EXERCISE GOAL:
Output the entries below exactly, from the first line to the line holding "retry counter resets", both included.

DATA TO USE:

☆ ☆ ☆ ☆ ☆ ☆ ☆

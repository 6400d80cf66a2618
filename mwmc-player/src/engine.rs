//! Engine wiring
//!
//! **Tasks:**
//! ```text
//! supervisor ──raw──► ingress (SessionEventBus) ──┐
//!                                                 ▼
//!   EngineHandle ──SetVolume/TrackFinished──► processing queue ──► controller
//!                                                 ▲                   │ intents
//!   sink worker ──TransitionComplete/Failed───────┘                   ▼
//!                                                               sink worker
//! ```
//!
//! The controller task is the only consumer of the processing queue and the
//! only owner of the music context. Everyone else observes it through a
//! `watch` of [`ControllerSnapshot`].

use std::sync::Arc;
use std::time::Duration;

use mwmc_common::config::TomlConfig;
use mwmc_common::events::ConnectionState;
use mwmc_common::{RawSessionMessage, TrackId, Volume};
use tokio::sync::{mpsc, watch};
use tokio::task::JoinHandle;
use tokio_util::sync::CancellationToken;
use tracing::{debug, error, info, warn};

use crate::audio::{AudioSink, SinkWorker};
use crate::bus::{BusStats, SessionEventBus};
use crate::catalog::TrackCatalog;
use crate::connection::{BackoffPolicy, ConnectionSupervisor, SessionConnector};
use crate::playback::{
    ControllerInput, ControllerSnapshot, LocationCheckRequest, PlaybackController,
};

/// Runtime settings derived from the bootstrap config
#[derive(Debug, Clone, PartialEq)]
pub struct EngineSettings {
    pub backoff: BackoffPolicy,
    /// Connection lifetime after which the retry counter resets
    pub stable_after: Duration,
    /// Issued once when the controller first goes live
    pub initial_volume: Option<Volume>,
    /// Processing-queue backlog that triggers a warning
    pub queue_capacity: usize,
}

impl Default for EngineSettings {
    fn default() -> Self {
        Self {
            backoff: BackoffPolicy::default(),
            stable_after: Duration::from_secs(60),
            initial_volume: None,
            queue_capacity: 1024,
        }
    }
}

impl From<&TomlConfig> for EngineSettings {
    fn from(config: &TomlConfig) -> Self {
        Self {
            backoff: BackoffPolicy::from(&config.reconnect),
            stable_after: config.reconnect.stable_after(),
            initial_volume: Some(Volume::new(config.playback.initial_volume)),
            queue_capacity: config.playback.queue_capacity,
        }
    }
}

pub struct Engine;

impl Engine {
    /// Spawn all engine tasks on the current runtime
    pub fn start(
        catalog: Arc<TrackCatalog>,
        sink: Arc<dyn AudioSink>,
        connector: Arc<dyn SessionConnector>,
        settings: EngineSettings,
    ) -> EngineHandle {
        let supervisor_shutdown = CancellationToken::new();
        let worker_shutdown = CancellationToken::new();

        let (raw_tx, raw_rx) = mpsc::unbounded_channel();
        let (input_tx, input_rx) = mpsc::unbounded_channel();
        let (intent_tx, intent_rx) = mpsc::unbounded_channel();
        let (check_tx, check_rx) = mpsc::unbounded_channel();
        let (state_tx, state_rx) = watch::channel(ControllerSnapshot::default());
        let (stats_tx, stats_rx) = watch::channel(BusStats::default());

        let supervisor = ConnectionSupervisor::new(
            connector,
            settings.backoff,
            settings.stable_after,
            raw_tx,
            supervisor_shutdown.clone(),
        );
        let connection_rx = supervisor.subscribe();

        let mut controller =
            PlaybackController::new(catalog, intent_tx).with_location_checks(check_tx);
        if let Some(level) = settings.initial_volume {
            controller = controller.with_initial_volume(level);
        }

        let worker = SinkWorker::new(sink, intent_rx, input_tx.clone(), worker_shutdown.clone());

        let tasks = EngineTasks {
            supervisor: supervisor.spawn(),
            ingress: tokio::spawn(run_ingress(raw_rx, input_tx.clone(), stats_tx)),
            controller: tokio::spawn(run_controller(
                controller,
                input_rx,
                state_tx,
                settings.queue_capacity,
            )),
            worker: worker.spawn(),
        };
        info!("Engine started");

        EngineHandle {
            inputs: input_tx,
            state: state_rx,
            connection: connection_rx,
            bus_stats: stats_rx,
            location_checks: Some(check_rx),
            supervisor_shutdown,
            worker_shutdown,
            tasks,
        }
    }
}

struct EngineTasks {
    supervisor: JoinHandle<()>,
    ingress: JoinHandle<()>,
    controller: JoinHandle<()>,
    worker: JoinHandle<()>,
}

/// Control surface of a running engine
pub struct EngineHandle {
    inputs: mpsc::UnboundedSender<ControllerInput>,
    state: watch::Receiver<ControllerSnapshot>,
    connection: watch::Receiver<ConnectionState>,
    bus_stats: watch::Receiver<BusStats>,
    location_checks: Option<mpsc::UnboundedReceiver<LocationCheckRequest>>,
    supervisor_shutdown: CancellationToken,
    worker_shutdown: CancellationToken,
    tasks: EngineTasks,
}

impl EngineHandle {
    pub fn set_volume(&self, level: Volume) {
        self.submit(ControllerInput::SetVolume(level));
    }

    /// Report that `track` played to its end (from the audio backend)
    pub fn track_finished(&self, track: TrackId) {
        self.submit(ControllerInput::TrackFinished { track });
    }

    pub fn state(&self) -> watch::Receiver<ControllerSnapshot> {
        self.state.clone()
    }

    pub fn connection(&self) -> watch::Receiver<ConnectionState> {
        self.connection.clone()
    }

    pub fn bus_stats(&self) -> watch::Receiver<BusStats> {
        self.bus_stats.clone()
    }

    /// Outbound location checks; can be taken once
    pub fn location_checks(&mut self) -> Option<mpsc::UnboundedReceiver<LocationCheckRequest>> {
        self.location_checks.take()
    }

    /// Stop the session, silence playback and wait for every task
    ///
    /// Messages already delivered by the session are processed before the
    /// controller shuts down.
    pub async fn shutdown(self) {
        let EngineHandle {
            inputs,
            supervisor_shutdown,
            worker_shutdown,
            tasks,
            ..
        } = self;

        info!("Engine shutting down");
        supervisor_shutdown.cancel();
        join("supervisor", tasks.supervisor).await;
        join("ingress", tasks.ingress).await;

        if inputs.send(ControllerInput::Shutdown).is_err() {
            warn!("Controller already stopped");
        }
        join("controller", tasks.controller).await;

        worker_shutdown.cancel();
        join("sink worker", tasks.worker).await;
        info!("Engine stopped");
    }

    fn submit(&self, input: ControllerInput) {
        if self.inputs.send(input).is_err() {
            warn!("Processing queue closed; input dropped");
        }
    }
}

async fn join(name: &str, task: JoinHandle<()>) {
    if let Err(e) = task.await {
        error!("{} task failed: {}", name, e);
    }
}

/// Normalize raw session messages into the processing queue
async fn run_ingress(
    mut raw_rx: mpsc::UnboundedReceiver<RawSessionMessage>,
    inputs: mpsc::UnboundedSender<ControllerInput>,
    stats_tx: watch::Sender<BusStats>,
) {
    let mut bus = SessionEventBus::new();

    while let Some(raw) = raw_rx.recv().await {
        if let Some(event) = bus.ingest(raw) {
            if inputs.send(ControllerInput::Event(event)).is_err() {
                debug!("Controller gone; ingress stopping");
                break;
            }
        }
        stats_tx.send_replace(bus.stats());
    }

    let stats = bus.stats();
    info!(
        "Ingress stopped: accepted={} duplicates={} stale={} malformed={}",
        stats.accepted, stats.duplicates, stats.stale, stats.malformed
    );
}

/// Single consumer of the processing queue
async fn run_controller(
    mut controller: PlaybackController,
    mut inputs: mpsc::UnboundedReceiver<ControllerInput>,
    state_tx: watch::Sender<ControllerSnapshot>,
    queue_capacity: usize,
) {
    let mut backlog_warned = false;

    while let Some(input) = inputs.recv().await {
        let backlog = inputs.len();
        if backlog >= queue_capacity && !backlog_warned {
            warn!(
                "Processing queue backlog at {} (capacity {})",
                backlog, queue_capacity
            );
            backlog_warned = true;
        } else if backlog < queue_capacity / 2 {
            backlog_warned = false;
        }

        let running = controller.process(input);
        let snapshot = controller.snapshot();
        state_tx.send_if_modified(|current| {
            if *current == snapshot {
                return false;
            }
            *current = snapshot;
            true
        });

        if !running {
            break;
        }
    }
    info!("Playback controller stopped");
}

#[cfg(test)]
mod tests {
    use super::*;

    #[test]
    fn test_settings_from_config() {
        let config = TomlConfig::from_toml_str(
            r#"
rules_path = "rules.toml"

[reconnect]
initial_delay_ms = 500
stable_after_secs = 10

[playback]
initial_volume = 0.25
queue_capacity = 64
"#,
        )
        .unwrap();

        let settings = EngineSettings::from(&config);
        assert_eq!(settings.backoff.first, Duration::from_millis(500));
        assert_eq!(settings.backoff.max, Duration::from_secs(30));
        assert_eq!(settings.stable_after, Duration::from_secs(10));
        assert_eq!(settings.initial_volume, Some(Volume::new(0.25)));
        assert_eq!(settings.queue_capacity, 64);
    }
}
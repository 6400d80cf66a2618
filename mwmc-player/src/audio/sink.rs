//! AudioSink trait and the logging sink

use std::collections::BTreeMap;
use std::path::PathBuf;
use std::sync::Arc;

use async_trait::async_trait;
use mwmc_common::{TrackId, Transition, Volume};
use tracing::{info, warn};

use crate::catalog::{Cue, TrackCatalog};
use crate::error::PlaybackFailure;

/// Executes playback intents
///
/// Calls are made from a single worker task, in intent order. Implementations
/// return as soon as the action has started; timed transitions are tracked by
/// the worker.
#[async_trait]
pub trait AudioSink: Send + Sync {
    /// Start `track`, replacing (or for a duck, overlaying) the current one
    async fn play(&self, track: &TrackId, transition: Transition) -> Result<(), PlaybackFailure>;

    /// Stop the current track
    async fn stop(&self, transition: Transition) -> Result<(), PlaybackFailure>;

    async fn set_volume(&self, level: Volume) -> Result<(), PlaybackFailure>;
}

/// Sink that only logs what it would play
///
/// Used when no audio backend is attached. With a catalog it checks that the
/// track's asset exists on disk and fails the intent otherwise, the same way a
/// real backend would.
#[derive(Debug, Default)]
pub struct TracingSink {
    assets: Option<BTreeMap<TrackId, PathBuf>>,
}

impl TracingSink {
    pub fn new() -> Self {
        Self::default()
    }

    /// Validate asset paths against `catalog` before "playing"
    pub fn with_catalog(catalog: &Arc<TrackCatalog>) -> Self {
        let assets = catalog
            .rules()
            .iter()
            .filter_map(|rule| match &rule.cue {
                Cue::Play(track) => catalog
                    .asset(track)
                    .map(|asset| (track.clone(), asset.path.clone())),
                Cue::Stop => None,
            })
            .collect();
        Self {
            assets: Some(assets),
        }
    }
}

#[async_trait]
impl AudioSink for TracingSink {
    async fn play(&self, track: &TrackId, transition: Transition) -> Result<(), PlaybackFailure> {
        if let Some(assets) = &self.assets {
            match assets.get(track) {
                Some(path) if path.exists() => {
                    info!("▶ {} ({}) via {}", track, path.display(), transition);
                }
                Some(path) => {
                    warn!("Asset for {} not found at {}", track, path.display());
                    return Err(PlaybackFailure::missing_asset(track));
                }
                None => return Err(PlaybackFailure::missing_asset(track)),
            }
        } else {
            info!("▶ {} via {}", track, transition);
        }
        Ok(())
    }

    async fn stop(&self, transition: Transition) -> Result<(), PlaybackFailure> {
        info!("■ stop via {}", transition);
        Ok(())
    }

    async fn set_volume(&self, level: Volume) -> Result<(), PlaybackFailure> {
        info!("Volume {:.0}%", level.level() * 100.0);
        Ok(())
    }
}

☆ ☆ ☆ ☆ ☆ ☆ ☆

EXERCISE ANSWER:
repository 6400d80cf66a2618
filename mwmc-player/src/engine.rs
//! Engine wiring
//!
//! **Tasks:**
//! ```text
//! supervisor ──raw──► ingress (SessionEventBus) ──┐
//!                                                 ▼
//!   EngineHandle ──SetVolume/TrackFinished──► processing queue ──► controller
//!                                                 ▲                   │ intents
//!   sink worker ──TransitionComplete/Failed───────┘                   ▼
//!                                                               sink worker
//! ```
//!
//! The controller task is the only consumer of the processing queue and the
//! only owner of the music context. Everyone else observes it through a
//! `watch` of [`ControllerSnapshot`].

use std::sync::Arc;
use std::time::Duration;

use mwmc_common::config::TomlConfig;
use mwmc_common::events::ConnectionState;
use mwmc_common::{RawSessionMessage, TrackId, Volume};
use tokio::sync::{mpsc, watch};
use tokio::task::JoinHandle;
use tokio_util::sync::CancellationToken;
use tracing::{debug, error, info, warn};

use crate::audio::{AudioSink, SinkWorker};
use crate::bus::{BusStats, SessionEventBus};
use crate::catalog::TrackCatalog;
use crate::connection::{BackoffPolicy, ConnectionSupervisor, SessionConnector};
use crate::playback::{
    ControllerInput, ControllerSnapshot, LocationCheckRequest, PlaybackController,
};

/// Runtime settings derived from the bootstrap config
#[derive(Debug, Clone, PartialEq)]
pub struct EngineSettings {
    pub backoff: BackoffPolicy,
    /// Connection lifetime after which the retry counter resets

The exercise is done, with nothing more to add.